_EXERCISE INSTRUCTIONS_:
Look for "toml" in each line of the records, and copy the lines that have it.

Stored items
*-*-*

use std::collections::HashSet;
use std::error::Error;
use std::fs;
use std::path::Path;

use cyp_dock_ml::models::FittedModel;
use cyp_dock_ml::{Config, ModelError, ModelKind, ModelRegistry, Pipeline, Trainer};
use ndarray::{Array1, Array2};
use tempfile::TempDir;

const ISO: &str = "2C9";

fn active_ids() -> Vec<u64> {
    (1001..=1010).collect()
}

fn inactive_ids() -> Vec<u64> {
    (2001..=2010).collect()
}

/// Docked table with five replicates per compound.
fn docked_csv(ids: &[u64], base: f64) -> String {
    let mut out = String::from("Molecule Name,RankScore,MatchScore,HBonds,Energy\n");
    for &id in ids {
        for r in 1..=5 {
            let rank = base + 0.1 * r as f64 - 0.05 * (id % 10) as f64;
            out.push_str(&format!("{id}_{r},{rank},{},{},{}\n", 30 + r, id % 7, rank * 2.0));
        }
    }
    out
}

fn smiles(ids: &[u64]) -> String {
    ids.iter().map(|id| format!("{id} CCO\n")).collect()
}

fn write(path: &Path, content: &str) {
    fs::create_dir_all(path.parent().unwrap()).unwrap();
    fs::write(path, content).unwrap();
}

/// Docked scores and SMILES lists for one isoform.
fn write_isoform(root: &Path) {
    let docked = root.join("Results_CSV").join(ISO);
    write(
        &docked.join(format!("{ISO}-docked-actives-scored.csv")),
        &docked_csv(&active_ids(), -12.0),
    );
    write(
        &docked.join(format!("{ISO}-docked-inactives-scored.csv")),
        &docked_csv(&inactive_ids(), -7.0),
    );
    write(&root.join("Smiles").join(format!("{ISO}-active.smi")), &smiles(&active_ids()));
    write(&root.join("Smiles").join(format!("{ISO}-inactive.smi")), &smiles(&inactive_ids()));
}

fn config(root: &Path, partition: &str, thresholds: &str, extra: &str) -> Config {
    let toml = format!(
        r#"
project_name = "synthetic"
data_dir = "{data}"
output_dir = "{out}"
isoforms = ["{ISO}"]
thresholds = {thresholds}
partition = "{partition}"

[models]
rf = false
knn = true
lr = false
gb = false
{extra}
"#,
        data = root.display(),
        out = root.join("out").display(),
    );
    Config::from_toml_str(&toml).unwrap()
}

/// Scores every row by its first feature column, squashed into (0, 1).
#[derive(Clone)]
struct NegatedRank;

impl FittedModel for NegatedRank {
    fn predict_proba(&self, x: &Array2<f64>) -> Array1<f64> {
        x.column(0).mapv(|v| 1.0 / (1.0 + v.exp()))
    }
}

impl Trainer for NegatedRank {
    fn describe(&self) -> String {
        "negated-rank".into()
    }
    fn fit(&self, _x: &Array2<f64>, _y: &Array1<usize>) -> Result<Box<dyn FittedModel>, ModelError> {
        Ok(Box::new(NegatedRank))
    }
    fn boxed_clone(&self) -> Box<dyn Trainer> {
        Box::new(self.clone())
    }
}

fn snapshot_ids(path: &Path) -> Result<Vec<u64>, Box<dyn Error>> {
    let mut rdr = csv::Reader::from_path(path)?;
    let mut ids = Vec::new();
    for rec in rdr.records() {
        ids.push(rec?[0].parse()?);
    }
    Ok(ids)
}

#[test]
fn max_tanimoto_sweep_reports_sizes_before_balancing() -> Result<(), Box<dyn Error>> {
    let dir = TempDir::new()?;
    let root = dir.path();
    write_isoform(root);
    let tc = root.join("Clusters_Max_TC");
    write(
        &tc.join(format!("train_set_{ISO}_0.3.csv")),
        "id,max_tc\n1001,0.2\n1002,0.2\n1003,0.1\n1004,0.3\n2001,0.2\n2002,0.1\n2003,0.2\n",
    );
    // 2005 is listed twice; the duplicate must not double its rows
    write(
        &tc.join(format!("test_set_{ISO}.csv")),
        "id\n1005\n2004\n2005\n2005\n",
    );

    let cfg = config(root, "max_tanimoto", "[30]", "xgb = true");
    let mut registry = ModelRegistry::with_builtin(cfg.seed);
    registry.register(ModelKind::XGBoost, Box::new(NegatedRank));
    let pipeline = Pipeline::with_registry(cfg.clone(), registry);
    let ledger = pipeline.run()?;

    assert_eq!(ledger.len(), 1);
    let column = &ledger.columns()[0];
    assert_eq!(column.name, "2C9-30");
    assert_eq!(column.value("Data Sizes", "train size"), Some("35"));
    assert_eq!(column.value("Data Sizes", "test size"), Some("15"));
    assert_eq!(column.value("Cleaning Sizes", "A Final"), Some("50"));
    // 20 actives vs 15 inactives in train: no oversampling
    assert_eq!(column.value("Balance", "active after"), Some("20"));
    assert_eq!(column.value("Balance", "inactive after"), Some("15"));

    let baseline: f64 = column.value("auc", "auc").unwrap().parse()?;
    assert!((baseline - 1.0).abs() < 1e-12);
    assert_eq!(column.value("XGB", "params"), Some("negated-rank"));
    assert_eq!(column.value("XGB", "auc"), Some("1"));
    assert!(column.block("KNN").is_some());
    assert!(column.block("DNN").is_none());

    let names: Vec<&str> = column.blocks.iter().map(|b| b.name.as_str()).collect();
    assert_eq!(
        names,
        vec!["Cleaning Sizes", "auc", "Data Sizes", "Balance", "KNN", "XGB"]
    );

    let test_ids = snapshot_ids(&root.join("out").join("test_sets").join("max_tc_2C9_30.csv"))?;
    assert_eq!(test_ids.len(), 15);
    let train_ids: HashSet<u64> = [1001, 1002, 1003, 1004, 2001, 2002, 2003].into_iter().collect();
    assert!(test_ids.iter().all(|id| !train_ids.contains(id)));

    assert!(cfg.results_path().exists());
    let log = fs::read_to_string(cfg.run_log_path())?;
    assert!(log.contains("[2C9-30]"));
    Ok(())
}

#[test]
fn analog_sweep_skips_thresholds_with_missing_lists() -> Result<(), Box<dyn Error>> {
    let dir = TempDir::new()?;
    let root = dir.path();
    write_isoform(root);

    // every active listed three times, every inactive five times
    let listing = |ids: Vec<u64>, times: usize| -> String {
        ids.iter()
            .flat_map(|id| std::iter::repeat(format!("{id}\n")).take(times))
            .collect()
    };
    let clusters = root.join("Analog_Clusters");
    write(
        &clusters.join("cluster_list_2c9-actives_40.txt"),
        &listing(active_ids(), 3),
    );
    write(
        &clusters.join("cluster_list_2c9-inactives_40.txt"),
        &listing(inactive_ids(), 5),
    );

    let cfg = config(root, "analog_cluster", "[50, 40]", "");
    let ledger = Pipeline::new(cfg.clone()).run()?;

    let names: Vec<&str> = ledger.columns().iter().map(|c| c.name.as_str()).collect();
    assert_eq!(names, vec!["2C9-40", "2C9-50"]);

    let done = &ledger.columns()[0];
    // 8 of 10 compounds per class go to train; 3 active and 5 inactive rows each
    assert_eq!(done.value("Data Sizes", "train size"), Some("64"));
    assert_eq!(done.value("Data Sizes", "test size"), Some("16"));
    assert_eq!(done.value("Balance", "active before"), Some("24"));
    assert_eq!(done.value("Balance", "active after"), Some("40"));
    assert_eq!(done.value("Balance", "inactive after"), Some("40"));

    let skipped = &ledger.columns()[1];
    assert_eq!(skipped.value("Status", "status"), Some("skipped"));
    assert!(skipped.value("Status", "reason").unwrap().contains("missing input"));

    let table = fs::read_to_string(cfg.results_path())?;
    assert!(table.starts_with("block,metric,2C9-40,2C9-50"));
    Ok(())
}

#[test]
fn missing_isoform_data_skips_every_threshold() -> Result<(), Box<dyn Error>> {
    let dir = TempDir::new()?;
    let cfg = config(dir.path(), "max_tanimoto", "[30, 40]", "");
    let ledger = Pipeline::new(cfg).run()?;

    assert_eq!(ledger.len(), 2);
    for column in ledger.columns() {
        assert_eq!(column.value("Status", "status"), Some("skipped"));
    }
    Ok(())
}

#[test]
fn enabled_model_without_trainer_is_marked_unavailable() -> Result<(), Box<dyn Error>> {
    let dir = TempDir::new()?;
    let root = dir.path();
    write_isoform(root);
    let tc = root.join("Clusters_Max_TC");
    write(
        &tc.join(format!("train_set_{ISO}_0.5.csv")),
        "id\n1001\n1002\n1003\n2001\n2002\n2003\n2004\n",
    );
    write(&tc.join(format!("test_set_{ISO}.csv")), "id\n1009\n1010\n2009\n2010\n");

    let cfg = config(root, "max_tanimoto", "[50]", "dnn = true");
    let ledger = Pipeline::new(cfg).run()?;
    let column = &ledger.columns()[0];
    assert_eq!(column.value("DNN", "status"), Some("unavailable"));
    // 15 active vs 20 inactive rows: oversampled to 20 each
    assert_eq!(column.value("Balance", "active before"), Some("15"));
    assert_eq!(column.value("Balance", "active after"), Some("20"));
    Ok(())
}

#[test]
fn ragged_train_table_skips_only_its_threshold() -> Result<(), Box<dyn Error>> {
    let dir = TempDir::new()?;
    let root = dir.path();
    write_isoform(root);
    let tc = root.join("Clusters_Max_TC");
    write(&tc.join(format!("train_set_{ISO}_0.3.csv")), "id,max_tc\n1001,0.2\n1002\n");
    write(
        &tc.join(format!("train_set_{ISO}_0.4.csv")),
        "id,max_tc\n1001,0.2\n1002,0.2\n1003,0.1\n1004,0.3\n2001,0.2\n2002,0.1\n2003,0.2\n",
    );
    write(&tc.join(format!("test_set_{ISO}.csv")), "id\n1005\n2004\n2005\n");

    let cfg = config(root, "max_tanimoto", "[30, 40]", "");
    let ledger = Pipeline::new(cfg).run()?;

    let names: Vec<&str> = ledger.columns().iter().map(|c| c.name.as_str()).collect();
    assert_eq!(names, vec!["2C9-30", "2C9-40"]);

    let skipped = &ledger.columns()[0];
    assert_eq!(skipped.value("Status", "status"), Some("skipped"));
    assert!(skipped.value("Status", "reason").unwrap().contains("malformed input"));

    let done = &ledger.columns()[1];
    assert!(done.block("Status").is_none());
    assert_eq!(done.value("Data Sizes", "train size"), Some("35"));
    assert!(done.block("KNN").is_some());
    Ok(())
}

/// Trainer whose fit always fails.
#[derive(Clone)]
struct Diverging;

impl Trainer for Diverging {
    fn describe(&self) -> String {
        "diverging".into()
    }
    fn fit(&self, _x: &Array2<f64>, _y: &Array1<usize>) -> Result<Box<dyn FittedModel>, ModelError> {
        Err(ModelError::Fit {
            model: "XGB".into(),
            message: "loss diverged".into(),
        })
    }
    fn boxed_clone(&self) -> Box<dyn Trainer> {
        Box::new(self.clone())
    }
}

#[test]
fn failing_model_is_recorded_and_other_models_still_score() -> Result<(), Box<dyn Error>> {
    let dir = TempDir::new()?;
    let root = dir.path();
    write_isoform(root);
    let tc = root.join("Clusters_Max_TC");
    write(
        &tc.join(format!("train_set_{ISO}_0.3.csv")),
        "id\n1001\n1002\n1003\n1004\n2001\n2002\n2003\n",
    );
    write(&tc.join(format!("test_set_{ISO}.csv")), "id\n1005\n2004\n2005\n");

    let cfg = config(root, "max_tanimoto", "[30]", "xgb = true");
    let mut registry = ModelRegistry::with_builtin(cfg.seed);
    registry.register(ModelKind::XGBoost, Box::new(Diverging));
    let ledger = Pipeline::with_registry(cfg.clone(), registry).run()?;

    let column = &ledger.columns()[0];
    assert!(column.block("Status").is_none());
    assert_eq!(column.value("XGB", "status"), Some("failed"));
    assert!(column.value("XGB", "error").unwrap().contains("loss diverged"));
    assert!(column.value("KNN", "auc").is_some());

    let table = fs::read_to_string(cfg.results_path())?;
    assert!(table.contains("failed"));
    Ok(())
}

*-*-*

_SOLUTION FOR THIS TASK_:
    let toml = format!(
    Config::from_toml_str(&toml).unwrap()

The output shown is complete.